The city of Nantes in Brittany has been in the news for several years because of its soaring crime rate. However, the socialist mayor’s priority for 2025 is to combat “sexism on the streets.” To this end, an experiment has been entrusted to a ‘civic community’ made up of women and ‘LGBT(QIA+)’ people. The obsession with defending the rights of minorities is commonplace among left-wing mayors incapable of curbing the rise in crime in the cities they administer.
The programme was launched by the mayor, Johanna Rolland, at the end of 2024. The community group is made up of “people concerned by sexism in public space,” and is tasked with creating an “egalitarian and pleasant public space” by identifying the restrictions suffered by the people mainly concerned by “gender inequalities,” reveals Le Figaro.
The survey’s required changes will be funded by a “gender-sensitive” municipal budget requested for 2025. This might include “rethinking” the width of pavements, street furniture, street lighting, or even planting.
Rolland’s approach is based on an observation made by the High Council for Equality: 25% of women say they are afraid in the street, and 99% of them have already been the victim of a sexist comment or act at least once in their lives.

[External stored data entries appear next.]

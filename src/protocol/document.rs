use std::fmt::Write;

pub const XML_DECLARATION: &str = r#"<?xml version="1.0" encoding="UTF-8"?>"#;

/// Body returned to the carrier when nothing further is requested.
pub fn empty_acknowledgement() -> String {
    XML_DECLARATION.to_string()
}

/// Instructions of a call-flow response document, in execution order.
#[derive(Debug, Clone, PartialEq, Eq)]
pub enum Verb {
    Play {
        url: String,
    },
    /// Open a bidirectional media stream to `url`.
    Connect {
        url: String,
        parameters: Vec<(String, String)>,
    },
    /// Redirect the call signaling to `sip`, reporting the result to `action`.
    Refer {
        action: String,
        method: String,
        sip: String,
    },
}

/// Builder スタイルの応答ドキュメント
#[derive(Debug, Clone, Default, PartialEq, Eq)]
pub struct CallFlowDocument {
    verbs: Vec<Verb>,
}

impl CallFlowDocument {
    pub fn new() -> Self {
        Self::default()
    }

    pub fn play(mut self, url: impl Into<String>) -> Self {
        self.verbs.push(Verb::Play { url: url.into() });
        self
    }

    pub fn connect_stream<K, V>(
        mut self,
        url: impl Into<String>,
        parameters: impl IntoIterator<Item = (K, V)>,
    ) -> Self
    where
        K: Into<String>,
        V: Into<String>,
    {
        self.verbs.push(Verb::Connect {
            url: url.into(),
            parameters: parameters
                .into_iter()
                .map(|(k, v)| (k.into(), v.into()))
                .collect(),
        });
        self
    }

    pub fn refer(mut self, action: impl Into<String>, sip: impl Into<String>) -> Self {
        self.verbs.push(Verb::Refer {
            action: action.into(),
            method: "POST".to_string(),
            sip: sip.into(),
        });
        self
    }

    pub fn verbs(&self) -> &[Verb] {
        &self.verbs
    }

    /// Value of the first stream parameter called `name`.
    pub fn stream_parameter(&self, name: &str) -> Option<&str> {
        self.verbs.iter().find_map(|verb| match verb {
            Verb::Connect { parameters, .. } => parameters
                .iter()
                .find(|(k, _)| k == name)
                .map(|(_, v)| v.as_str()),
            _ => None,
        })
    }

    pub fn render(&self) -> String {
        let mut out = String::from(XML_DECLARATION);
        out.push_str("<Response>");
        for verb in &self.verbs {
            match verb {
                Verb::Play { url } => {
                    let _ = write!(out, "<Play>{}</Play>", escape_xml(url));
                }
                Verb::Connect { url, parameters } => {
                    let _ = write!(out, "<Connect><Stream url=\"{}\">", escape_xml(url));
                    for (name, value) in parameters {
                        let _ = write!(
                            out,
                            "<Parameter name=\"{}\" value=\"{}\"/>",
                            escape_xml(name),
                            escape_xml(value)
                        );
                    }
                    out.push_str("</Stream></Connect>");
                }
                Verb::Refer {
                    action,
                    method,
                    sip,
                } => {
                    let _ = write!(
                        out,
                        "<Refer action=\"{}\" method=\"{}\"><Sip>{}</Sip></Refer>",
                        escape_xml(action),
                        escape_xml(method),
                        escape_xml(sip)
                    );
                }
            }
        }
        out.push_str("</Response>");
        out
    }
}

fn escape_xml(value: &str) -> String {
    let mut out = String::with_capacity(value.len());
    for ch in value.chars() {
        match ch {
            '&' => out.push_str("&amp;"),
            '<' => out.push_str("&lt;"),
            '>' => out.push_str("&gt;"),
            '"' => out.push_str("&quot;"),
            '\'' => out.push_str("&apos;"),
            _ => out.push(ch),
        }
    }
    out
}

Once these facts have been established, the Socialist conclusion is clear: if women are afraid in the street, or if they are subjected to assaults of any kind, it’s because of sexism, and only a plan devised by ‘LGBTQIA+ people’ can find the appropriate solutions—which do not involve punishing criminal behaviour but redesigning urban space. The city and its patriarchal organisation—not individuals—must be guilty.

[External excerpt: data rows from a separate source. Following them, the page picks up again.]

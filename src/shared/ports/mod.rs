pub mod call_control;
pub mod conversation;
pub mod handoff;
pub mod transfer_ledger;

pub use call_control::{CallControlFuture, CallControlPort, UnconfiguredCallControl};
pub use conversation::{ConversationError, ConversationFuture, ConversationPort, MediaChunk, NoopConversation};
pub use handoff::{AgentHandoffPort, HandoffFuture};
pub use transfer_ledger::{InMemoryTransferLedger, TransferKey, TransferLedger, TransferRecord};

This is not a new fad. Back in 2017, Caroline de Haas, a gay activist, founder of the Osez le féminisme collective and candidate in the Paris legislative elections, proposed “widening the pavements” and improving public lighting to combat the harassment suffered by women in the northern arrondissements of Paris—where the immigrant population is most concentrated.

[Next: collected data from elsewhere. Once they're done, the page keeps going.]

use std::fmt;
use std::net::SocketAddr;
use std::path::PathBuf;
use std::sync::OnceLock;
use std::time::Duration;

use thiserror::Error;

pub const DEFAULT_HTTP_BIND_ADDR: &str = "0.0.0.0:8000";
pub const DEFAULT_TRANSFER_DESTINATION: &str = "sip:tester@testing2.sip.twilio.com";
pub const DEFAULT_CARRIER_API_BASE_URL: &str = "https://api.twilio.com";
pub const DEFAULT_ASSETS_DIR: &str = "assets";

#[derive(Debug, Error, Clone, PartialEq, Eq)]
pub enum ConfigError {
    #[error("invalid value for {key}: {value}")]
    InvalidValue { key: &'static str, value: String },
}

/// Process-wide settings, built once at startup and shared read-only.
#[derive(Clone)]
pub struct Config {
    pub http_bind_addr: SocketAddr,
    /// Host name (no scheme) used for asset, websocket and callback URLs.
    pub public_host: Option<String>,
    pub assets_dir: PathBuf,
    pub carrier: CarrierConfig,
    pub session_token_secret: Option<String>,
    pub transfer_destination: String,
    pub timeouts: Timeouts,
}

/// Call-control account credentials. The auth token doubles as the
/// webhook signing key.
#[derive(Clone)]
pub struct CarrierConfig {
    pub account_sid: Option<String>,
    pub auth_token: Option<String>,
    pub api_base_url: String,
}

#[derive(Clone, Debug)]
pub struct Timeouts {
    pub carrier_http: Duration,
    pub stream_start: Duration,
}

impl Config {
    /// Create a Config from environment variables, falling back to defaults when keys are absent.
    ///
    /// Reads:
    /// - HTTP_BIND_ADDR (default "0.0.0.0:8000")
    /// - PUBLIC_HOST, falling back to HOST (optional; scheme and trailing slash are stripped)
    /// - ASSETS_DIR (default "assets")
    /// - VOICECALL_ACCOUNT_SID / VOICECALL_AUTH_TOKEN (optional)
    /// - CARRIER_API_BASE_URL (default "https://api.twilio.com")
    /// - SESSION_TOKEN_SECRET, falling back to WEBSOCKET_SIGNATURE (optional)
    /// - TRANSFER_DESTINATION_URI, falling back to SIP_TRANSFER_URL
    /// - CARRIER_HTTP_TIMEOUT_MS (default 5000) / STREAM_START_TIMEOUT_MS (default 10000)
    ///
    /// Missing secrets are not an error here: the operations that need them
    /// fail closed at call time instead.
    ///
    /// # Examples
    ///
    /// ```no_run
    /// use voicecall_gateway::config::Config;
    ///
    /// let cfg = Config::from_env().unwrap();
    /// let _addr = cfg.http_bind_addr;
    /// ```
    pub fn from_env() -> Result<Self, ConfigError> {
        let bind_raw = std::env::var("HTTP_BIND_ADDR")
            .unwrap_or_else(|_| DEFAULT_HTTP_BIND_ADDR.to_string());
        let http_bind_addr = bind_raw
            .parse::<SocketAddr>()
            .map_err(|_| ConfigError::InvalidValue {
                key: "HTTP_BIND_ADDR",
                value: bind_raw.clone(),
            })?;

        let public_host = env_non_empty("PUBLIC_HOST")
            .or_else(|| env_non_empty("HOST"))
            .map(|value| normalize_host(&value))
            .filter(|value| !value.is_empty());

        let assets_dir = PathBuf::from(
            env_non_empty("ASSETS_DIR").unwrap_or_else(|| DEFAULT_ASSETS_DIR.to_string()),
        );

        let carrier = CarrierConfig {
            account_sid: env_non_empty("VOICECALL_ACCOUNT_SID"),
            auth_token: env_non_empty("VOICECALL_AUTH_TOKEN"),
            api_base_url: env_non_empty("CARRIER_API_BASE_URL")
                .map(|value| value.trim_end_matches('/').to_string())
                .unwrap_or_else(|| DEFAULT_CARRIER_API_BASE_URL.to_string()),
        };

        let session_token_secret =
            env_non_empty("SESSION_TOKEN_SECRET").or_else(|| env_non_empty("WEBSOCKET_SIGNATURE"));

        let transfer_destination = env_non_empty("TRANSFER_DESTINATION_URI")
            .or_else(|| env_non_empty("SIP_TRANSFER_URL"))
            .unwrap_or_else(|| DEFAULT_TRANSFER_DESTINATION.to_string());

        Ok(Self {
            http_bind_addr,
            public_host,
            assets_dir,
            carrier,
            session_token_secret,
            transfer_destination,
            timeouts: Timeouts::from_env(),
        })
    }

    pub fn webhook_secret(&self) -> Option<&str> {
        self.carrier.auth_token.as_deref()
    }

    pub fn session_secret(&self) -> Option<&str> {
        self.session_token_secret.as_deref()
    }
}

impl fmt::Debug for Config {
    fn fmt(&self, f: &mut fmt::Formatter<'_>) -> fmt::Result {
        f.debug_struct("Config")
            .field("http_bind_addr", &self.http_bind_addr)
            .field("public_host", &self.public_host)
            .field("assets_dir", &self.assets_dir)
            .field("carrier", &self.carrier)
            .field("session_token_secret", &redacted(&self.session_token_secret))
            .field("transfer_destination", &self.transfer_destination)
            .field("timeouts", &self.timeouts)
            .finish()
    }
}

impl CarrierConfig {
    /// `(account_sid, auth_token)` when both are configured.
    pub fn credentials(&self) -> Option<(&str, &str)> {
        match (self.account_sid.as_deref(), self.auth_token.as_deref()) {
            (Some(sid), Some(token)) => Some((sid, token)),
            _ => None,
        }
    }
}

impl fmt::Debug for CarrierConfig {
    fn fmt(&self, f: &mut fmt::Formatter<'_>) -> fmt::Result {
        f.debug_struct("CarrierConfig")
            .field("account_sid", &self.account_sid)
            .field("auth_token", &redacted(&self.auth_token))
            .field("api_base_url", &self.api_base_url)
            .finish()
    }
}

impl Timeouts {
    fn from_env() -> Self {
        // Defaults: call-control HTTP 5s, idle bound before `start` 10s.
        Self {
            carrier_http: env_duration_ms("CARRIER_HTTP_TIMEOUT_MS", 5_000),
            stream_start: env_duration_ms("STREAM_START_TIMEOUT_MS", 10_000),
        }
    }
}

impl Default for Timeouts {
    fn default() -> Self {
        Self {
            carrier_http: Duration::from_secs(5),
            stream_start: Duration::from_secs(10),
        }
    }
}

fn redacted(value: &Option<String>) -> &'static str {
    if value.is_some() {
        "<set>"
    } else {
        "<unset>"
    }
}

/// "https://voice.example.com/" -> "voice.example.com"
pub fn normalize_host(value: &str) -> String {
    let value = value.trim();
    let value = value
        .strip_prefix("https://")
        .or_else(|| value.strip_prefix("http://"))
        .unwrap_or(value);
    value.trim_end_matches('/').to_string()
}

fn env_duration_ms(key: &str, default_ms: u64) -> Duration {
    Duration::from_millis(env_u64(key, default_ms))
}

fn env_u64(key: &str, default_value: u64) -> u64 {
    std::env::var(key)
        .ok()
        .and_then(|v| v.trim().parse::<u64>().ok())
        .unwrap_or(default_value)
}

fn env_non_empty(key: &str) -> Option<String> {
    std::env::var(key)
        .ok()
        .map(|value| value.trim().to_string())
        .filter(|value| !value.is_empty())
}

#[derive(Clone, Debug)]
pub enum LogMode {
    Stdout,
    File,
}

#[derive(Clone, Debug)]
pub enum LogFormat {
    Text,
    Json,
}

#[derive(Clone, Debug)]
pub struct LoggingConfig {
    pub mode: LogMode,
    pub format: LogFormat,
    pub dir: Option<String>,
    pub file_name: String,
}

impl LoggingConfig {
    fn from_env() -> Self {
        let dir_env = env_non_empty("LOG_DIR");
        let format = match env_non_empty("LOG_FORMAT").as_deref() {
            Some("json") => LogFormat::Json,
            _ => LogFormat::Text,
        };
        let mode = match env_non_empty("LOG_MODE").as_deref() {
            Some("file") => LogMode::File,
            Some("stdout") => LogMode::Stdout,
            _ if dir_env.is_some() => LogMode::File,
            _ => LogMode::Stdout,
        };
        let dir = match mode {
            LogMode::File => Some(dir_env.unwrap_or_else(|| "logs".to_string())),
            LogMode::Stdout => None,
        };
        let file_name = env_non_empty("LOG_FILE_NAME").unwrap_or_else(|| "app.log".to_string());

        Self {
            mode,
            format,
            dir,
            file_name,
        }
    }
}

static LOGGING: OnceLock<LoggingConfig> = OnceLock::new();

pub fn logging_config() -> &'static LoggingConfig {
    LOGGING.get_or_init(LoggingConfig::from_env)
}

In Grenoble, green party Mayor Éric Piolle proposed experimenting with “gender-neutral” playgrounds to put girls at ease and combat the separation of the sexes at school, considered to be a source of potential violence. In Strasbourg, green party Mayor Jeanne Barseghian has gone so far as to imagine equipping children with connected waistcoats to identify overuse of the school grounds by boys—a way, according to her teams, of “preventing sexual and gender-based violence in schools.”
It’s no coincidence that these dubious experiments are taking place in towns with a high immigrant population and a high crime rate. The fight against street sexism has one major advantage: it avoids naming the real evils and identifying the real culprits. For the Left, it’s not a question of delinquency or crime, but of sexism: The deterioration of the environment for women and homosexuals has nothing to do with immigration, because only sexists can be found guilty. For several years now, only the Rassemblement National (RN) has been denouncing the correlation between immigration and the rise in attacks on homosexuals. The rideshare sector, both in Paris and in the provinces, is particularly emblematic in this respect. Several cases have implicated Uber drivers in attacks on homosexuals. Yet the vast majority of drivers are recruited from Arab-Muslim communities, for whom public displays of homosexuality are intolerable.
In Nantes, we will have to wait a few more months before we can implement the measures advocated by the community and see the effects. What results can we expect when the working document setting out the experiment makes no mention of crime or delinquency? Unsurprisingly, the mayor of Nantes is also among those for whom the “migratory submersion” referred to by Prime Minister François Bayrou does not exist.